El restaurante Flor recupera la fidelidad al Bacalao con un monográfico sobre este producto a partir del concepto de que no es sólo un pescado sino toda una cultura. En este caso, inspirada en las fotografías seleccionadas del libro Laberintos, de Ricardo Vila, editado por Viñas del Vero. Bajo el título "El bacalao y los paisajes del Somontano", nombre genérico del II Monográfico, está la inspiración individualizada de los profesionales del equipo de cocina que han elaborado cada uno de los aperitivos, cinco platos y postre de esta oferta culinaria, del 26 al 29 de marzo Cada una de las disciplinas, supervisadas por Alberto Noguero y José Antonio Pérez, ofrece una visión completa del producto con el maridaje adecuado de los vinos jóvenes seleccionados por Viña del Vero que renueva cada año su cita desde el primer monográfico del bacalao que condimentó Noguero en su establecimiento L"Arrabal, en 1996.
Hace un año retomó la costumbre en el restaurante Flor después de convencer su propietario sobre las posibilidades que ofrece el bacalao para creaciones culinarias del agrado del público.

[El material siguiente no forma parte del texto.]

//! Per-record work for the count, filter and aggregate phases
//!
//! Every function here touches one record and either writes disjoint data
//! or performs commutative per-key updates, so any interleaving of claimed
//! indices across workers produces the same tables.

use crate::model::Article;
use crate::pipeline::state::SharedState;
use std::collections::HashSet;
use std::sync::Arc;

/// Count phase: bump the id and title frequencies for one record
pub fn count_record(state: &SharedState, article: &Article) {
    state.id_frequency.increment(&article.id);
    state.title_frequency.increment(&article.title);
}

/// Whether a record's id and title each occur exactly once among all
/// ingested records
pub fn is_unique(state: &SharedState, article: &Article) -> bool {
    state.id_frequency.get(&article.id) == 1 && state.title_frequency.get(&article.title) == 1
}

/// Filter phase: keep the record if it is unique
pub fn filter_record(state: &SharedState, article: &Arc<Article>) -> bool {
    let keep = is_unique(state, article);
    if keep {
        state.clean_records.push(Arc::clone(article));
    }
    keep
}

/// Distinct accepted keywords of a body.
///
/// Empty tokens and excluded words are dropped; repeats collapse to one.
pub fn distinct_keywords<'a>(
    tokens: &'a [String],
    excluded: &HashSet<String>,
) -> HashSet<&'a str> {
    tokens
        .iter()
        .map(String::as_str)
        .filter(|token| !token.is_empty() && !excluded.contains(*token))
        .collect()
}

/// Aggregate phase: keywords, language index and category index for one
/// clean record
pub fn aggregate_record(state: &SharedState, article: &Article) {
    let inputs = &state.inputs;

    if article.is_english() {
        let tokens = article.keywords();
        for keyword in distinct_keywords(&tokens, &inputs.excluded_words) {
            state.keyword_frequency.increment(keyword);
        }
    }

    if inputs.target_languages.contains(&article.language) {
        state.language_index.append(&article.language, &article.id);
    }

    let categories: HashSet<&str> = article.categories.iter().map(String::as_str).collect();
    for category in categories {
        if inputs.target_categories.contains(category) {
            state.category_index.append(category, &article.id);
        }
    }
}
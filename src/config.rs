//! Configuration types for news-dedup
//!
//! This module defines:
//! - CLI argument parsing using clap derive macros
//! - Runtime configuration with validation
//!
//! Everything here is checked before the worker pool starts; a run never
//! begins with a bad worker count or a missing manifest.

use crate::error::ConfigError;
use crate::pipeline::MAX_WORKERS;
use clap::Parser;
use std::path::PathBuf;

/// Parallel news-article deduplication and aggregation
#[derive(Parser, Debug, Clone)]
#[command(
    name = "news-dedup",
    version,
    about = "Deduplicate news articles and build language, category and keyword views",
    long_about = "Reads every article file listed in the articles manifest with a pool of worker \
                  threads, drops articles whose id or title is not unique, then writes per-language \
                  and per-category id lists, an article list, keyword counts and a summary report.",
    after_help = "EXAMPLES:\n    \
        news-dedup 4 data/articles.txt data/inputs.txt\n    \
        news-dedup 8 data/articles.txt data/inputs.txt -o results/\n    \
        news-dedup 1 data/articles.txt data/inputs.txt -q"
)]
pub struct CliArgs {
    /// Number of worker threads
    #[arg(value_name = "THREADS")]
    pub workers: usize,

    /// Manifest listing the article JSON files (count header, one path per line)
    #[arg(value_name = "ARTICLES")]
    pub articles: PathBuf,

    /// Manifest naming the language, category and excluded-word list files
    #[arg(value_name = "AUX")]
    pub aux: PathBuf,

    /// Directory for result files
    #[arg(short, long, default_value = ".", value_name = "DIR")]
    pub output_dir: PathBuf,

    /// Quiet mode - suppress header, progress and summary
    #[arg(short = 'q', long)]
    pub quiet: bool,

    /// Verbose output (debug logging)
    #[arg(short = 'v', long)]
    pub verbose: bool,
}

/// Validated runtime configuration
#[derive(Debug, Clone)]
pub struct RunConfig {
    /// Number of worker threads
    pub worker_count: usize,

    /// Articles manifest path
    pub articles_manifest: PathBuf,

    /// Auxiliary manifest path
    pub aux_manifest: PathBuf,

    /// Where result files are written
    pub output_dir: PathBuf,

    /// Show header, spinner and summary
    pub show_progress: bool,
}

impl RunConfig {
    /// Create and validate configuration from CLI arguments
    pub fn from_args(args: CliArgs) -> Result<Self, ConfigError> {
        if args.workers == 0 || args.workers > MAX_WORKERS {
            return Err(ConfigError::InvalidWorkerCount {
                count: args.workers,
                max: MAX_WORKERS,
            });
        }

        for manifest in [&args.articles, &args.aux] {
            if !manifest.is_file() {
                return Err(ConfigError::Unreadable {
                    path: manifest.clone(),
                    source: std::io::Error::new(std::io::ErrorKind::NotFound, "no such file"),
                });
            }
        }

        if !args.output_dir.is_dir() {
            return Err(ConfigError::InvalidOutputDir {
                path: args.output_dir.clone(),
                reason: "directory does not exist".to_string(),
            });
        }

        Ok(Self {
            worker_count: args.workers,
            articles_manifest: args.articles,
            aux_manifest: args.aux,
            output_dir: args.output_dir,
            show_progress: !args.quiet,
        })
    }
}
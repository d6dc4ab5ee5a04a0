//! Collective stop decision across worker ranks
//!
//! Every rank submits its engine's stop-set once per generation; the
//! gathered sets are unioned and every rank receives the same decision.

use fastuav_cmaes::StopSet;
use parking_lot::Mutex;
use serde::{Deserialize, Serialize};
use std::sync::Arc;
use tokio::sync::Barrier;

/// Outcome of one stop exchange, identical on every rank
#[derive(Debug, Clone, Default, PartialEq, Eq, Serialize, Deserialize)]
pub struct StopDecision {
    pub stop: bool,
    /// Union of the criteria reported by all ranks
    pub criteria: StopSet,
    /// Ranks that reported at least one criterion
    pub reporters: Vec<usize>,
}

/// All-gather of per-rank stop-sets over a reusable barrier
pub struct ConvergenceCoordinator {
    ranks: usize,
    barrier: Barrier,
    ballots: Mutex<Vec<StopSet>>,
}

impl ConvergenceCoordinator {
    pub fn new(ranks: usize) -> Arc<Self> {
        let ranks = ranks.max(1);
        Arc::new(Self {
            ranks,
            barrier: Barrier::new(ranks),
            ballots: Mutex::new(vec![StopSet::new(); ranks]),
        })
    }

    /// One ballot per rank, in rank order
    pub fn ballots(self: &Arc<Self>) -> Vec<StopBallot> {
        (0..self.ranks)
            .map(|rank| StopBallot {
                rank,
                coordinator: Arc::clone(self),
            })
            .collect()
    }

    async fn exchange(&self, rank: usize, stop_set: StopSet) -> StopDecision {
        {
            let mut ballots = self.ballots.lock();
            ballots[rank] = stop_set;
        }

        // Phase 1: every ballot is in
        self.barrier.wait().await;

        let decision = {
            let ballots = self.ballots.lock();
            let mut decision = StopDecision::default();
            for (r, set) in ballots.iter().enumerate() {
                if !set.is_empty() {
                    decision.reporters.push(r);
                    decision.criteria.extend(set.iter().cloned());
                }
            }
            decision.stop = !decision.criteria.is_empty();
            decision
        };

        // Phase 2: every rank has read before the next round overwrites
        self.barrier.wait().await;

        decision
    }
}

/// A rank's handle on the coordinator
pub struct StopBallot {
    rank: usize,
    coordinator: Arc<ConvergenceCoordinator>,
}

impl StopBallot {
    pub fn rank(&self) -> usize {
        self.rank
    }

    /// Submit this rank's stop-set and wait for the collective decision.
    ///
    /// Every rank must call this once per generation.
    pub async fn check_stop(&self, stop_set: StopSet) -> StopDecision {
        self.coordinator.exchange(self.rank, stop_set).await
    }
}

#[cfg(test)]
mod tests {
    use super::*;
    use futures::future::join_all;

    fn set(criteria: &[&str]) -> StopSet {
        criteria.iter().map(|c| c.to_string()).collect()
    }

    #[tokio::test]
    async fn test_single_rank() {
        let coordinator = ConvergenceCoordinator::new(1);
        let ballots = coordinator.ballots();
        assert_eq!(ballots.len(), 1);

        let decision = ballots[0].check_stop(StopSet::new()).await;
        assert!(!decision.stop);

        let decision = ballots[0].check_stop(set(&["tolfun"])).await;
        assert!(decision.stop);
        assert_eq!(decision.reporters, vec![0]);
    }

    #[tokio::test]
    async fn test_union_of_stop_sets() {
        let coordinator = ConvergenceCoordinator::new(3);
        let ballots = coordinator.ballots();
        let sets = [set(&["tolx"]), StopSet::new(), set(&["tolx", "maxiter"])];

        let decisions = join_all(
            ballots
                .iter()
                .zip(sets.iter().cloned())
                .map(|(ballot, s)| ballot.check_stop(s)),
        )
        .await;

        for decision in &decisions {
            assert!(decision.stop);
            assert_eq!(decision.criteria, set(&["maxiter", "tolx"]));
            assert_eq!(decision.reporters, vec![0, 2]);
        }
    }

    #[tokio::test(flavor = "multi_thread", worker_threads = 3)]
    async fn test_one_rank_stops_everyone_at_same_generation() {
        let coordinator = ConvergenceCoordinator::new(3);
        let handles: Vec<_> = coordinator
            .ballots()
            .into_iter()
            .map(|ballot| {
                tokio::spawn(async move {
                    for generation in 1..=20u64 {
                        let mine = if ballot.rank() == 1 && generation == 5 {
                            set(&["tolfun"])
                        } else {
                            StopSet::new()
                        };
                        let decision = ballot.check_stop(mine).await;
                        if decision.stop {
                            return (generation, decision);
                        }
                    }
                    (u64::MAX, StopDecision::default())
                })
            })
            .collect();

        for result in join_all(handles).await {
            let (generation, decision) = result.unwrap();
            assert_eq!(generation, 5);
            assert_eq!(decision.reporters, vec![1]);
            assert_eq!(decision.criteria, set(&["tolfun"]));
        }
    }
}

Así que, a mesa y mantel, José Antonio Pérez -con 29 años de tradición en Barbastro- y Amparo Cuéllar, responsable de imagen de Viñas del Vero, compartieron con los periodistas las esencias propias de la cultura del bacalao.

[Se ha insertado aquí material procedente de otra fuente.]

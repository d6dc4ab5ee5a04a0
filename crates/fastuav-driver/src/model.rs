//! Sizing model interface

use fastuav_common::{EvaluationFailure, NamedValues};
use serde::{Deserialize, Serialize};

#[cfg(test)]
use mockall::automock;

/// Raw outputs of one model run
#[derive(Debug, Clone, Default, PartialEq, Serialize, Deserialize)]
pub struct ModelOutputs {
    pub objectives: NamedValues,
    pub constraints: NamedValues,
}

impl ModelOutputs {
    pub fn new() -> Self {
        Self::default()
    }

    /// Add a scalar objective output
    pub fn objective(mut self, name: impl Into<String>, value: f64) -> Self {
        self.objectives.insert(name.into(), vec![value]);
        self
    }

    /// Add a scalar constraint output
    pub fn constraint(mut self, name: impl Into<String>, value: f64) -> Self {
        self.constraints.insert(name.into(), vec![value]);
        self
    }

    /// Add a vector-valued constraint output
    pub fn constraint_vec(mut self, name: impl Into<String>, values: Vec<f64>) -> Self {
        self.constraints.insert(name.into(), values);
        self
    }
}

/// A black-box sizing model.
///
/// Implementations must be safe to call concurrently from several workers;
/// each call is independent and may block.
#[cfg_attr(test, automock)]
pub trait ModelEvaluator: Send + Sync {
    /// Run the model at one named design point
    fn evaluate(&self, design: &NamedValues) -> Result<ModelOutputs, EvaluationFailure>;
}

/// Adapts a closure into a [`ModelEvaluator`]
pub struct FnModel<F>(pub F);

impl<F> ModelEvaluator for FnModel<F>
where
    F: Fn(&NamedValues) -> Result<ModelOutputs, EvaluationFailure> + Send + Sync,
{
    fn evaluate(&self, design: &NamedValues) -> Result<ModelOutputs, EvaluationFailure> {
        (self.0)(design)
    }
}

#[cfg(test)]
mod tests {
    use super::*;

    #[test]
    fn test_fn_model_delegates() {
        let model = FnModel(|design: &NamedValues| {
            let x = design["x"][0];
            Ok(ModelOutputs::new().objective("f", x * x).constraint("g", x))
        });
        let design: NamedValues = [("x".to_string(), vec![3.0])].into_iter().collect();
        let out = model.evaluate(&design).unwrap();
        assert_eq!(out.objectives["f"], vec![9.0]);
        assert_eq!(out.constraints["g"], vec![3.0]);
    }

    #[test]
    fn test_mock_failure() {
        let mut mock = MockModelEvaluator::new();
        mock.expect_evaluate()
            .returning(|_| Err(EvaluationFailure::new("solver diverged")));
        let err = mock.evaluate(&NamedValues::new()).unwrap_err();
        assert_eq!(err.reason, "solver diverged");
    }
}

Los caldos elegidos para la ocasión, el Chardonnay cosecha 2008, blanco, de calidad excepcional, y el Syrah de colección, tinto, con diez meses en barrica, que está entre las grandes apuestas de la Bodega. De entrada, aperitivos a base de crujiente, buñuelo y compacto, obra de Lorenzo Lasaosa, preparados para "comer con las manos" con el toque final de la copa de muesly.
A partir de aquí, el menú es un reto a base de sándwich con vegetales y espuma de pimiento, de Alberto Noguero, con ingredientes propios del Somontano donde borraja y espinacas cobran protagonismo propio. La versión del potaje de vigilia es obra de Ángel Alarcón, que acerca las esencias propias de su lugar de origen, La Mancha. Sergio Sancerni se inspira en una foto "de despensa" para el plato basado en callos de bacalao, habitas y menta.
Diego Salamero ha preparado un plato autóctono con cremoso de trigo y aceitunas en rulo de bacalao con migas de cordero. El último plato es obra, de Sergio Sancerni, a base de taco de bacalao, carpaccio de pichón, setas y trufa que ofrecen "una visión diferente" y completan un menú atractivo de calidad e inspiración cuidada. El postre de diseño de Diego Salamero que ha elegido pastillo de calabaza "a nuestra manera" entre los platos genuinos del Somontano.